The Shaw Laners made 146 for seven batting first against hosts and local rivals Rotherham Town.

 

The two scorers, one from each club, agreed that score but accidentally put 145 on the scoreboard. Rotherham eventually reached 143 with one ball remaining and, believing the target to be 145, ran two off the final delivery to secure victory because they had conceded four wickets compared to Barnsley's seven.

 

The scorers eventually realised their mistake but the umpires ruled that it was not fair to take the win away from Rotherham because they had reached the total they had been chasing.

 

"It was bizarre situation and I've never known anything like it," said Barnsley captain Steven Nuttall.

 

"We scored more runs off the same number of balls but lost. "I think the blame has to go to the umpires. They are supposed to check that the score is right and they obviously didn't.
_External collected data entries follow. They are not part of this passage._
//! Shared string table

use crate::style::Registry;

/// Deduplicated text values referenced by index from string cells
///
/// Tracks both the number of distinct strings and the number of references
/// made to them; the table header carries both.
#[derive(Debug, Default)]
pub struct SharedStringTable {
    strings: Registry<String>,
    total_references: u64,
}

impl SharedStringTable {
    /// Create an empty table
    pub fn new() -> Self {
        Self::default()
    }

    /// Get or assign the index of `text`, counting one reference
    pub fn intern(&mut self, text: &str) -> u32 {
        self.total_references += 1;
        self.strings.get_or_insert(text.to_string())
    }

    /// Get a string by index
    pub fn get(&self, index: u32) -> Option<&str> {
        self.strings.get(index).map(String::as_str)
    }

    /// Number of distinct strings
    pub fn unique_count(&self) -> usize {
        self.strings.len()
    }

    /// Number of `intern` calls, repeats included
    pub fn total_reference_count(&self) -> u64 {
        self.total_references
    }

    /// Check if no string was interned
    pub fn is_empty(&self) -> bool {
        self.strings.is_empty()
    }

    /// Iterate over strings in index order
    pub fn iter(&self) -> impl Iterator<Item = &str> {
        self.strings.iter().map(|(_, s)| s.as_str())
    }
}
//! Zip package assembly

use std::io::{self, Seek, Write};

use chrono::Utc;
use log::debug;
use zip::write::SimpleFileOptions;
use zip::ZipWriter;

use duke_stream_core::{SharedStringTable, StyleRegistry};

use crate::error::{XlsxError, XlsxResult};
use crate::shared_strings::write_shared_strings;
use crate::sheet::SheetStream;
use crate::sink::BufferedSink;
use crate::styles::render_styles;
use crate::xml::escape_xml;

/// Everything that goes into a package besides the constant parts
pub(crate) struct Package<'a> {
    pub sheets: &'a mut [SheetStream],
    pub styles: &'a StyleRegistry,
    pub strings: &'a SharedStringTable,
    pub author: &'a str,
    pub validate_utf8: bool,
}

impl Package<'_> {
    /// Write the package; every sheet must already be finalized
    pub fn write<W: Write + Seek>(self, writer: W) -> XlsxResult<W> {
        if self.sheets.is_empty() {
            return Err(XlsxError::NoWorksheets);
        }

        let mut zip = ZipWriter::new(writer);
        let options = SimpleFileOptions::default();
        let has_strings = !self.strings.is_empty();

        zip.start_file("docProps/app.xml", options)?;
        zip.write_all(app_xml().as_bytes())?;

        zip.start_file("docProps/core.xml", options)?;
        zip.write_all(core_xml(self.author).as_bytes())?;

        zip.start_file("_rels/.rels", options)?;
        zip.write_all(root_rels_xml().as_bytes())?;

        for sheet in self.sheets.iter_mut() {
            let part = format!("xl/worksheets/{}", sheet.part_name());
            let content = sheet.content()?;
            content.rewind()?;
            zip.start_file(part.as_str(), options)?;
            let copied = io::copy(content, &mut zip)?;
            debug!("Added {} ({} bytes)", part, copied);
        }

        if has_strings {
            zip.start_file("xl/sharedStrings.xml", options)?;
            let mut sink = BufferedSink::new(&mut zip).validate_utf8(self.validate_utf8);
            write_shared_strings(self.strings, &mut sink)?;
            sink.close()?;
        }

        let names: Vec<&str> = self.sheets.iter().map(|s| s.name()).collect();

        zip.start_file("xl/workbook.xml", options)?;
        zip.write_all(workbook_xml(&names).as_bytes())?;

        zip.start_file("xl/styles.xml", options)?;
        zip.write_all(render_styles(self.styles).as_bytes())?;

        zip.start_file("[Content_Types].xml", options)?;
        zip.write_all(content_types_xml(self.sheets, has_strings).as_bytes())?;

        zip.start_file("xl/_rels/workbook.xml.rels", options)?;
        zip.write_all(workbook_rels_xml(self.sheets, has_strings).as_bytes())?;

        debug!(
            "Assembled package with {} sheets, {} styles, {} shared strings",
            self.sheets.len(),
            self.styles.len(),
            self.strings.unique_count()
        );

        Ok(zip.finish()?)
    }
}

fn app_xml() -> String {
    String::from(
        r#"<?xml version="1.0" encoding="UTF-8" standalone="yes"?>
<Properties xmlns="http://schemas.openxmlformats.org/officeDocument/2006/extended-properties" xmlns:vt="http://schemas.openxmlformats.org/officeDocument/2006/docPropsVTypes"><TotalTime>0</TotalTime></Properties>"#,
    )
}

fn core_xml(author: &str) -> String {
    let created = Utc::now().format("%Y-%m-%dT%H:%M:%S.00Z");
    format!(
        r#"<?xml version="1.0" encoding="UTF-8" standalone="yes"?>
<cp:coreProperties xmlns:cp="http://schemas.openxmlformats.org/package/2006/metadata/core-properties" xmlns:dc="http://purl.org/dc/elements/1.1/" xmlns:dcmitype="http://purl.org/dc/dcmitype/" xmlns:dcterms="http://purl.org/dc/terms/" xmlns:xsi="http://www.w3.org/2001/XMLSchema-instance"><dcterms:created xsi:type="dcterms:W3CDTF">{}</dcterms:created><dc:creator>{}</dc:creator><cp:revision>0</cp:revision></cp:coreProperties>"#,
        created,
        escape_xml(author)
    )
}

fn root_rels_xml() -> String {
    String::from(
        r#"<?xml version="1.0" encoding="UTF-8" standalone="yes"?>
<Relationships xmlns="http://schemas.openxmlformats.org/package/2006/relationships">
    <Relationship Id="rId1" Type="http://schemas.openxmlformats.org/officeDocument/2006/relationships/officeDocument" Target="xl/workbook.xml"/>
    <Relationship Id="rId2" Type="http://schemas.openxmlformats.org/package/2006/relationships/metadata/core-properties" Target="docProps/core.xml"/>
    <Relationship Id="rId3" Type="http://schemas.openxmlformats.org/officeDocument/2006/relationships/extended-properties" Target="docProps/app.xml"/>
</Relationships>"#,
    )
}

/// Sheet `i` (0-based) is relationship `rId{i + 2}`; `rId1` is the style table
fn workbook_xml(sheet_names: &[&str]) -> String {
    let mut content = String::from(
        r#"<?xml version="1.0" encoding="UTF-8" standalone="yes"?>
<workbook xmlns="http://schemas.openxmlformats.org/spreadsheetml/2006/main" xmlns:r="http://schemas.openxmlformats.org/officeDocument/2006/relationships">
    <workbookPr date1904="false"/>
    <bookViews><workbookView activeTab="0"/></bookViews>
    <sheets>"#,
    );

    for (i, name) in sheet_names.iter().enumerate() {
        content.push_str(&format!(
            r#"
        <sheet name="{}" sheetId="{}" state="visible" r:id="rId{}"/>"#,
            escape_xml(name),
            i + 1,
            i + 2
        ));
    }

    content.push_str(
        r#"
    </sheets>
    <calcPr iterateCount="100" refMode="A1" iterate="false" iterateDelta="0.001"/>
</workbook>"#,
    );
    content
}

fn workbook_rels_xml(sheets: &[SheetStream], has_strings: bool) -> String {
    let mut content = String::from(
        r#"<?xml version="1.0" encoding="UTF-8" standalone="yes"?>
<Relationships xmlns="http://schemas.openxmlformats.org/package/2006/relationships">
    <Relationship Id="rId1" Type="http://schemas.openxmlformats.org/officeDocument/2006/relationships/styles" Target="styles.xml"/>"#,
    );

    for (i, sheet) in sheets.iter().enumerate() {
        content.push_str(&format!(
            r#"
    <Relationship Id="rId{}" Type="http://schemas.openxmlformats.org/officeDocument/2006/relationships/worksheet" Target="worksheets/{}"/>"#,
            i + 2,
            sheet.part_name()
        ));
    }

    if has_strings {
        content.push_str(&format!(
            r#"
    <Relationship Id="rId{}" Type="http://schemas.openxmlformats.org/officeDocument/2006/relationships/sharedStrings" Target="sharedStrings.xml"/>"#,
            sheets.len() + 2
        ));
    }

    content.push_str("\n</Relationships>");
    content
}

fn content_types_xml(sheets: &[SheetStream], has_strings: bool) -> String {
    let mut content = String::from(
        r#"<?xml version="1.0" encoding="UTF-8" standalone="yes"?>
<Types xmlns="http://schemas.openxmlformats.org/package/2006/content-types">
    <Default Extension="rels" ContentType="application/vnd.openxmlformats-package.relationships+xml"/>
    <Default Extension="xml" ContentType="application/xml"/>"#,
    );

    for sheet in sheets {
        content.push_str(&format!(
            r#"
    <Override PartName="/xl/worksheets/{}" ContentType="application/vnd.openxmlformats-officedocument.spreadsheetml.worksheet+xml"/>"#,
            sheet.part_name()
        ));
    }

    if has_strings {
        content.push_str(
            r#"
    <Override PartName="/xl/sharedStrings.xml" ContentType="application/vnd.openxmlformats-officedocument.spreadsheetml.sharedStrings+xml"/>"#,
        );
    }

    content.push_str(
        r#"
    <Override PartName="/xl/workbook.xml" ContentType="application/vnd.openxmlformats-officedocument.spreadsheetml.sheet.main+xml"/>
    <Override PartName="/xl/styles.xml" ContentType="application/vnd.openxmlformats-officedocument.spreadsheetml.styles+xml"/>
    <Override PartName="/docProps/app.xml" ContentType="application/vnd.openxmlformats-officedocument.extended-properties+xml"/>
    <Override PartName="/docProps/core.xml" ContentType="application/vnd.openxmlformats-package.core-properties+xml"/>
</Types>"#,
    );
    content
}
Some members of our team felt very strongly that we should be going through but personally, while I was disappointed, I think we have to respect the umpires' decision and move on."

 

Roger Pugh, secretary of the Yorkshire League Umpires Association, said: "The umpires correctly ruled that the result would stand.  The main reason for their decision was that this score had been accepted by both teams at the interval, and they had played accordingly.  They also took into account the very small nature of the discrepancy, the number of wickets Rotherham had in hand at the end of the game and their opinion that, had Rotherham known they needed an extra run, they had adequate opportunity to score it."

 

Rotherham captain Nathan Smith, whose dad Pete is the scorer who made the error, said: "I asked my dad how he did it and he had no idea. It's strange. The scorers must have thought it was weird that we were all celebrating because they knew we had lost. Fair play to Barnsley for taking it on the chin and accepting it. Steven Nuttall and (coach) Mark Beardshall took it very well. A lot of other clubs wouldn't have."

 

Barnsley are no strangers to controversy in recent years. In the League Cup semi-final at Scarborough in 2012, the home team's bowler Daniel Evans ran in to bowl then ran out Shaw Laner Callum Millward at the non-striker's end. The town team appealed and Scarborough conceded the defeat. Last weekend, with the final of the Twenty20 Group C tournament to be played just a few hours later, Barnsley did not have time to get a case together.